Dia 1
Chegámos entusiasmados! Instalaram-nos num hotel de estudantes, cujo gerente é muito antipático, o que lhe valeu logo a alcunha de
"boca de sapo". Houve trocas e baldrocas com os quartos - individuais, o que é uma grande chatice!
À noite estávamos na conversa no meu quarto e batem à porta. Dissemos
"entre!" e surgiu um negro enorme, com aspecto de ter acabado de sair do duche (as casas de banho são no corredor), ainda envolto num roupão turco e com uma toalha na cabeça, a reclamar que não conseguia estudar com a nossa barulheira. Com ar de gozo, obviamente, porque como é que se estuda no duche?!
Assustámo-nos um pouco, mas baixámos o tom de voz!
Dia X, Y e Z
A primeira saída, com o professor a acompanhar, não nos convenceu: o grupo era muito grande, em Picadilly parecia um saloio a gritar -
"agarrem-se uns aos outros!" Mas partiu à desgarrada, assim que vislumbrou uma
"Sex Shop" nas redondezas. Muito didáctico...

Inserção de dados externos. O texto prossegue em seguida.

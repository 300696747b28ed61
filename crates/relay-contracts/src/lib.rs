//! Provenance-extended RPC contracts.
//!
//! A contract lists the requests and notifications two peers exchange. When a
//! multiplexing relay forwards server-bound traffic it tags every message with
//! the originating client (`$sourceClientId`) and whether the hop was
//! server-to-server (`$serverToServer`). [`dispatched`] widens a contract's
//! server side so those fields are part of each parameter shape, and the
//! registry descriptors in [`param`] read and write them on live payloads.

pub mod codec;
mod config;
pub mod contract;
pub mod dispatch;
pub mod param;
pub mod provenance;
mod schema;
pub mod typed;

pub use codec::{BooleanType, JsonType, SerdeType, StringType, ValidationIssue};
pub use config::{config_schema_json, load_config, parse_config, DispatchConfig, Enforcement};
pub use contract::{Contract, ContractBuilder, MessageDef, MessageKind, OneSideContract, Side};
pub use dispatch::{dispatched, extend, DispatchedContract};
pub use param::{
    fields_for, is_reserved, param_def, ExternParam, ParamError, ParamField, NOTIFICATION_FIELDS,
    REQUEST_FIELDS, SERVER_TO_SERVER_PARAM, SOURCE_CLIENT_ID_PARAM,
};
pub use provenance::{Admission, InboundGuard, Provenance};
pub use typed::{NotificationType, Relayed, RequestType, Sourced};

/// Generic string-keyed payload a message's params travel as.
pub type JsonObject = serde_json::Map<String, serde_json::Value>;

/// Shared error type for contract construction, extension and admission.
#[derive(thiserror::Error, Debug)]
pub enum ContractError {
    #[error("invalid method name: {0:?}")]
    InvalidMethod(String),
    #[error("duplicate {side} message: {name}")]
    DuplicateMessage { side: Side, name: String },
    #[error("{method} declares reserved param `{param}`")]
    ReservedParam { method: String, param: &'static str },
    #[error("{method} params must describe an object")]
    NonObjectParams { method: String },
    #[error("extended contract does not match its source: {0}")]
    ShapeMismatch(String),
    #[error("unknown server method: {0}")]
    UnknownMethod(String),
    #[error("{method} rejected: {reason}")]
    Rejected { method: String, reason: String },
    #[error("invalid schema: {0}")]
    Schema(String),
    #[error(transparent)]
    Param(#[from] ParamError),
    #[error(transparent)]
    Json(#[from] serde_json::Error),
}

/// Structural checks run on a value before it is put to use.
pub trait Validate {
    fn validate(&self) -> Result<(), ContractError>;
}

Um carteirista fanou a carteira da minha irmã no metro, sem ela dar por nada. Lá nos quotizámos para ela não ficar sem dinheiro nenhum!
Decidimos seguir em grupos mais pequenos e percorremos o centro da cidade de lés a lés, a pé, com um mapa na mão! Ao fim do dia estranhámos que as meias brancas estivessem pretas. (de tanta poluição?)

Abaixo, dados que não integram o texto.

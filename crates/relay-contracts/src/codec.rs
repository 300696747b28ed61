//! Value codecs used by param descriptors.
//!
//! A codec turns a typed value into its JSON form and back. Decoding reports
//! every problem it finds as a [`ValidationIssue`] instead of stopping at the
//! first one, so callers can surface a single combined message.

use std::marker::PhantomData;

use schemars::gen::SchemaGenerator;
use schemars::JsonSchema;
use serde::de::DeserializeOwned;
use serde::Serialize;
use serde_json::{json, Value};

/// One problem found while decoding a JSON value.
#[derive(Debug, Clone, PartialEq, Eq)]
pub struct ValidationIssue {
    pub message: String,
}

impl ValidationIssue {
    pub fn new(message: impl Into<String>) -> Self {
        Self {
            message: message.into(),
        }
    }

    fn invalid_value(value: &Value, type_name: &str) -> Self {
        Self::new(format!("invalid value {value} supplied to : {type_name}"))
    }
}

/// Runtime codec for a JSON-safe value.
pub trait JsonType {
    type Value;

    /// Short type name used in issue messages.
    fn name(&self) -> &str;

    /// Encoding is total: every value of `Self::Value` has a JSON form.
    fn encode(&self, value: &Self::Value) -> Value;

    fn decode(&self, value: &Value) -> Result<Self::Value, Vec<ValidationIssue>>;

    /// JSON Schema describing the encoded form.
    fn schema(&self) -> Value;
}

#[derive(Debug, Clone, Copy, Default)]
pub struct StringType;

impl JsonType for StringType {
    type Value = String;

    fn name(&self) -> &str {
        "string"
    }

    fn encode(&self, value: &String) -> Value {
        Value::String(value.clone())
    }

    fn decode(&self, value: &Value) -> Result<String, Vec<ValidationIssue>> {
        match value {
            Value::String(s) => Ok(s.clone()),
            other => Err(vec![ValidationIssue::invalid_value(other, self.name())]),
        }
    }

    fn schema(&self) -> Value {
        json!({ "type": "string" })
    }
}

#[derive(Debug, Clone, Copy, Default)]
pub struct BooleanType;

impl JsonType for BooleanType {
    type Value = bool;

    fn name(&self) -> &str {
        "boolean"
    }

    fn encode(&self, value: &bool) -> Value {
        Value::Bool(*value)
    }

    fn decode(&self, value: &Value) -> Result<bool, Vec<ValidationIssue>> {
        match value {
            Value::Bool(b) => Ok(*b),
            other => Err(vec![ValidationIssue::invalid_value(other, self.name())]),
        }
    }

    fn schema(&self) -> Value {
        json!({ "type": "boolean" })
    }
}

/// Codec for any serde type that also derives `JsonSchema`.
pub struct SerdeType<T>(PhantomData<fn() -> T>);

impl<T> SerdeType<T> {
    pub const fn new() -> Self {
        Self(PhantomData)
    }
}

impl<T> Default for SerdeType<T> {
    fn default() -> Self {
        Self::new()
    }
}

impl<T> Clone for SerdeType<T> {
    fn clone(&self) -> Self {
        *self
    }
}

impl<T> Copy for SerdeType<T> {}

impl<T> std::fmt::Debug for SerdeType<T> {
    fn fmt(&self, f: &mut std::fmt::Formatter<'_>) -> std::fmt::Result {
        f.debug_tuple("SerdeType")
            .field(&std::any::type_name::<T>())
            .finish()
    }
}

impl<T> JsonType for SerdeType<T>
where
    T: Serialize + DeserializeOwned + JsonSchema,
{
    type Value = T;

    fn name(&self) -> &str {
        std::any::type_name::<T>()
    }

    /// # Panics
    ///
    /// Panics if `T` has no JSON form (for example a map with non-string
    /// keys). Writing `null` instead would silently replace the value.
    fn encode(&self, value: &T) -> Value {
        serde_json::to_value(value).expect("codec value must serialize to JSON")
    }

    fn decode(&self, value: &Value) -> Result<T, Vec<ValidationIssue>> {
        serde_json::from_value(value.clone()).map_err(|err| {
            vec![
                ValidationIssue::invalid_value(value, self.name()),
                ValidationIssue::new(err.to_string()),
            ]
        })
    }

    fn schema(&self) -> Value {
        schema_value::<T>()
    }
}

/// Generates the root JSON Schema for `T`.
///
/// # Panics
///
/// Panics if the generated schema cannot be represented as JSON; this
/// indicates a programming error in a `JsonSchema` impl.
pub(crate) fn schema_value<T: JsonSchema>() -> Value {
    let schema = SchemaGenerator::default().into_root_schema_for::<T>();
    serde_json::to_value(&schema).expect("schema value")
}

Passeámos ao longo do Tamisa, sentámo-nos nos bancos de Hyde Park, visitámos o Museu da Cera, de História Natural e outros, fomos a um
pub típico e ainda patinámos no gelo. Aqui uma amiga torceu um pé, mas não foi muito grave e felizmente já nos últimos dias. E no Madame Thussauds também houve quem se assustasse com um
Beefeater, que afinal não era de cera...
Dos grandes armazéns londrinos - Marks & Spencer e Selfridge - a Portobello, demos as voltas da praxe e comprámos umas prendinhas para os familiares, consoante os nossos bolsos limitados.
Uma noite resolvemos fazer uma
'dancing party' num dos quartos, carregámos a escassa mobília para outro e toca a dançar! O
"boca de sapo" não gostou, fartou-se de vociferar contra os portugueses e chamou a polícia. Não era caso para tanto, que esta não encontrou nada de anormal a assinalar!

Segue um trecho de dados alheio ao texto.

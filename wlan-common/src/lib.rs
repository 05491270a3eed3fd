// Copyright 2023 The Fuchsia Authors. All rights reserved.
// Use of this source code is governed by a BSD-style license that can be
// found in the LICENSE file.

//! 802.11 primitives shared by the scan subsystem: information-element
//! parsing, management-frame headers and the OUI registry.

pub mod channel;
pub mod format;
pub mod ie;
pub mod mac;
pub mod organization;
pub mod test_utils;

Mas numa seguinte fomos a uma
bôite a sério (hoje chamam-se discotecas), éramos novamente muitos e fizemos o gosto ao pé. Tanto na dança, como no regresso ao hotel, coisa aí para duas horas de caminho...
Ah, o estudante negro e matulão ainda nos convidou para uma festa no quarto dele, mas declinámos, por já termos este programa!
Dia 10 de Abril de 1977
Comemos mal durante todos estes dias - uns hamburguers, salsichas e ovos estrelados nuns
Wimpys e afins, para além dumas latas e coisas que trouxemos de casa, a acompanhar as fatias de pão do pequeno almoço do hotel, de que nos servíamos à fartazana. Mas o mesquinho do
"boca de sapo" deu ordens no
self-service para que limitassem as fatias de pão que podíamos tirar (só duas), o que coincidiu com o Domingo de Páscoa, em que esteve tudo fechado na cidade! Uma amiga mais esfomeada saiu à rua em busca de comida, mas voltou duas horas depois completamente desiludida. Estivemos reunidos na sala da TV/convívio, onde só passaram filmes sobre a vida de Jesus (mais actuais dos que os passam nas nossas, mas isso é mero pormenor), para entreter a fome ficámos até às tantas da matina a ouvir e a contar anedotas.
Regresso a casa
Alguns saíram para umas últimas compras, soubemos que quatro deles foram presos pela polícia num grande armazém, por gamarem anéis de pechisbeque, caixas de fósforos e um guarda-chuva! (voltaram uns dias depois com um carimbo no passaporte, com uma inscrição de
"personna non grata"!) Não sei se pelo nervosismo causado pela notícia, a viagem de regresso a casa decorreu muito mal: o vôo, numa companhia dinamarquesa (será que ainda existe?) foi turbulento e várias alunas se sentiram mal, mas alguns patetas de serviço encarregaram-se de pular no meio do avião, apesar dos apelos das hospedeiras para se aquietarem. Resultado: três meninas desmaiaram e foram as primeiras a sair do avião assim que aterrou, em braços. Quando pus os pés em terra ainda julguei que era mentira!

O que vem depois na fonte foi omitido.